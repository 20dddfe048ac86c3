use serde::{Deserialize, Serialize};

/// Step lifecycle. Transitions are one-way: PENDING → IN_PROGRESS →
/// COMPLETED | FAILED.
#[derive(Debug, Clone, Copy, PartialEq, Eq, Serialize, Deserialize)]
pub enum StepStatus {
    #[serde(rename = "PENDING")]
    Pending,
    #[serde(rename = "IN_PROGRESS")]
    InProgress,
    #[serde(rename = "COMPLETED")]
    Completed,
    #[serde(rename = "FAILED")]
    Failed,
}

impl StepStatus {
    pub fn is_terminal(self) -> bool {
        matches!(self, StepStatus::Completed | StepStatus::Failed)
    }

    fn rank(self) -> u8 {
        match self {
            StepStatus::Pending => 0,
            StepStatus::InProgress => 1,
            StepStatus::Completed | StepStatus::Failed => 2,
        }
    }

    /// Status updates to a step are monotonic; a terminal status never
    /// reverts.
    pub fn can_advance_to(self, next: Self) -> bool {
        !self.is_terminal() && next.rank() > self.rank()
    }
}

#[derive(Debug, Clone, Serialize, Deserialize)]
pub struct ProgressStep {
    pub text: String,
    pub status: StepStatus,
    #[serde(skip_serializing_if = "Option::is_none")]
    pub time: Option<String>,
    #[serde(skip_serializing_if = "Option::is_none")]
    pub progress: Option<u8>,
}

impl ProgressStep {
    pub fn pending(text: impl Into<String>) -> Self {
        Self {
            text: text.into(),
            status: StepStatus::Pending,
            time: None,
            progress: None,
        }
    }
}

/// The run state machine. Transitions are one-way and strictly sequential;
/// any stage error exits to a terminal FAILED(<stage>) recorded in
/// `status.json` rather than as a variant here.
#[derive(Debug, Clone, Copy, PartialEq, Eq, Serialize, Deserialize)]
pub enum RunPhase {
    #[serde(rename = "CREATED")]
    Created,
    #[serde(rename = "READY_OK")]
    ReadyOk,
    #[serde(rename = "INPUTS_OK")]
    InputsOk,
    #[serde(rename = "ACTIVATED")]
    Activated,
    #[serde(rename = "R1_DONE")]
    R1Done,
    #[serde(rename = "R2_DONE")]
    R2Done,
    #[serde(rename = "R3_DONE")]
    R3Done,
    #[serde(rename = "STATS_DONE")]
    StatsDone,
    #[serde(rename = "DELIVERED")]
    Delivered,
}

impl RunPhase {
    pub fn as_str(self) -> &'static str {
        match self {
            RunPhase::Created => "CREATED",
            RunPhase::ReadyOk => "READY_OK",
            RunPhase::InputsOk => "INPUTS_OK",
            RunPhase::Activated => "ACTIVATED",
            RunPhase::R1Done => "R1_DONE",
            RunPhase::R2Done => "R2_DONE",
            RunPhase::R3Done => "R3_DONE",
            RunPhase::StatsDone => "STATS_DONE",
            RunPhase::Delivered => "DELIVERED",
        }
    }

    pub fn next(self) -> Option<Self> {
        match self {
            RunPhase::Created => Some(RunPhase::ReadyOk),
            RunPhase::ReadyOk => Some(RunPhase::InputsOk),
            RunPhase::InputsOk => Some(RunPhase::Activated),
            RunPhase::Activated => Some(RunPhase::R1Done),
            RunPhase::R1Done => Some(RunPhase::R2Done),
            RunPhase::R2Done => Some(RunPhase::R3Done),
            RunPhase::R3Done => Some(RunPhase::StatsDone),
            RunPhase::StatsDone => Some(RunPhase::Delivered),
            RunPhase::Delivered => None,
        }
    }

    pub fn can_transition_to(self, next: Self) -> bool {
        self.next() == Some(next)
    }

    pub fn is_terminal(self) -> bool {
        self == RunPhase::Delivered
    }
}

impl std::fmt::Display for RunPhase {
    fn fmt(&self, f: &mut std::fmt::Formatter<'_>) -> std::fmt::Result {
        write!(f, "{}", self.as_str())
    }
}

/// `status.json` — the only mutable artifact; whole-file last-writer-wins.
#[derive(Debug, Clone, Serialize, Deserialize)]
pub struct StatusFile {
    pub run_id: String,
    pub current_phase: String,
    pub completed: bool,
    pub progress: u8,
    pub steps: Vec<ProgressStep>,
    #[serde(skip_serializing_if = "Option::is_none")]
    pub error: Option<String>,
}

+===+

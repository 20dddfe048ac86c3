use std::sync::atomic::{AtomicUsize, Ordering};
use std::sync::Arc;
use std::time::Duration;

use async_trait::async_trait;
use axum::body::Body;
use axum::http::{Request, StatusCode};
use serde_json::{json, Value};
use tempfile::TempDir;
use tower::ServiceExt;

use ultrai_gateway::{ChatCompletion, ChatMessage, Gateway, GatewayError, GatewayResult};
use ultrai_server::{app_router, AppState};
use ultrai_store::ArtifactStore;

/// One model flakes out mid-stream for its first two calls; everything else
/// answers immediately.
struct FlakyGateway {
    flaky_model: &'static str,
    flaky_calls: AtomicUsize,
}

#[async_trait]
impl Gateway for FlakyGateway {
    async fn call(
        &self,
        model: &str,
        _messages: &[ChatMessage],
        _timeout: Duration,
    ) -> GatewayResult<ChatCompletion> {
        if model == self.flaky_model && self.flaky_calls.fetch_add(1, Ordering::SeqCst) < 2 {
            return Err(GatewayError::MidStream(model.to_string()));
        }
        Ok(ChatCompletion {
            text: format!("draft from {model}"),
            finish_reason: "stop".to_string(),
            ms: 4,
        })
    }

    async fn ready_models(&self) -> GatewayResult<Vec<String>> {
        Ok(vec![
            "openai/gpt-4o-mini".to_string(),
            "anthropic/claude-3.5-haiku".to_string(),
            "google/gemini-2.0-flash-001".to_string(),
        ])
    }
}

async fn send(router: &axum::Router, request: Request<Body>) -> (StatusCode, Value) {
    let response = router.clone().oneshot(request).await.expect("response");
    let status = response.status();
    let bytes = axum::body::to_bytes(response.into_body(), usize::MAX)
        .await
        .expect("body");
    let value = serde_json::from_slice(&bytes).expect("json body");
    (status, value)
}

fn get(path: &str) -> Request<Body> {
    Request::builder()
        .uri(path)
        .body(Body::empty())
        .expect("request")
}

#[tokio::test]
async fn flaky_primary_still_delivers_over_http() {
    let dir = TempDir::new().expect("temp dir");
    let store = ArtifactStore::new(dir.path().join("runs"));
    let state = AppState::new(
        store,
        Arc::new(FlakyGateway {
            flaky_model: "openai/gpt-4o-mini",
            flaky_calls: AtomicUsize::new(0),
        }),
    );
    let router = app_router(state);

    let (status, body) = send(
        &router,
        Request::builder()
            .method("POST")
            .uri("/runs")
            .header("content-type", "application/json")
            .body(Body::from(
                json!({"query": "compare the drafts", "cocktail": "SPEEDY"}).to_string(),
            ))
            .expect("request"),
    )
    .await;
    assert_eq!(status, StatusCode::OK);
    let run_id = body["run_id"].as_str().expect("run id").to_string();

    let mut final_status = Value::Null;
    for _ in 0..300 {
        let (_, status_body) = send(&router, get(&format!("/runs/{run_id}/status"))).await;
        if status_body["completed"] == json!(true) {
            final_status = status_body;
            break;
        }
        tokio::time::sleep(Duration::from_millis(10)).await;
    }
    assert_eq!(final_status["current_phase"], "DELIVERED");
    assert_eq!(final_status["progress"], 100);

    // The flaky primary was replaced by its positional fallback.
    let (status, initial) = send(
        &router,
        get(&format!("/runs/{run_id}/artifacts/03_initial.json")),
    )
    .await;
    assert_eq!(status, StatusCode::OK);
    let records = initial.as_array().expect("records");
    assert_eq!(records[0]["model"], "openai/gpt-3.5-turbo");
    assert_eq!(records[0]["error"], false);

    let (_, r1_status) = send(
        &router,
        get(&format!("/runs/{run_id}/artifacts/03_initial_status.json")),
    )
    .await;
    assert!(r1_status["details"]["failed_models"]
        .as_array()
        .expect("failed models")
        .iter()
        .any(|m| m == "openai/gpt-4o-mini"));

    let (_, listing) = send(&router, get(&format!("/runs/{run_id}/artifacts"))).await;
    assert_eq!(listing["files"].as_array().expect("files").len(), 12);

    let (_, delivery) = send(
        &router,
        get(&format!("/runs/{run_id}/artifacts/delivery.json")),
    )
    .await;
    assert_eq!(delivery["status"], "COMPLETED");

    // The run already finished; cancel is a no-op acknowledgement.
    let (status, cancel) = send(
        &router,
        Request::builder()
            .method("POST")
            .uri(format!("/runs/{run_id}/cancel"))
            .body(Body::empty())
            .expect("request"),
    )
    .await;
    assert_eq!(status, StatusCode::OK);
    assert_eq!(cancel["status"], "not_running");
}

+===+

» Work instructions
In the material above, which lines contain "Option"? Copy each of them.

» Solution to this task
    #[serde(skip_serializing_if = "Option::is_none")]
    pub time: Option<String>,
    #[serde(skip_serializing_if = "Option::is_none")]
    pub progress: Option<u8>,
    pub fn next(self) -> Option<Self> {
    #[serde(skip_serializing_if = "Option::is_none")]
    pub error: Option<String>,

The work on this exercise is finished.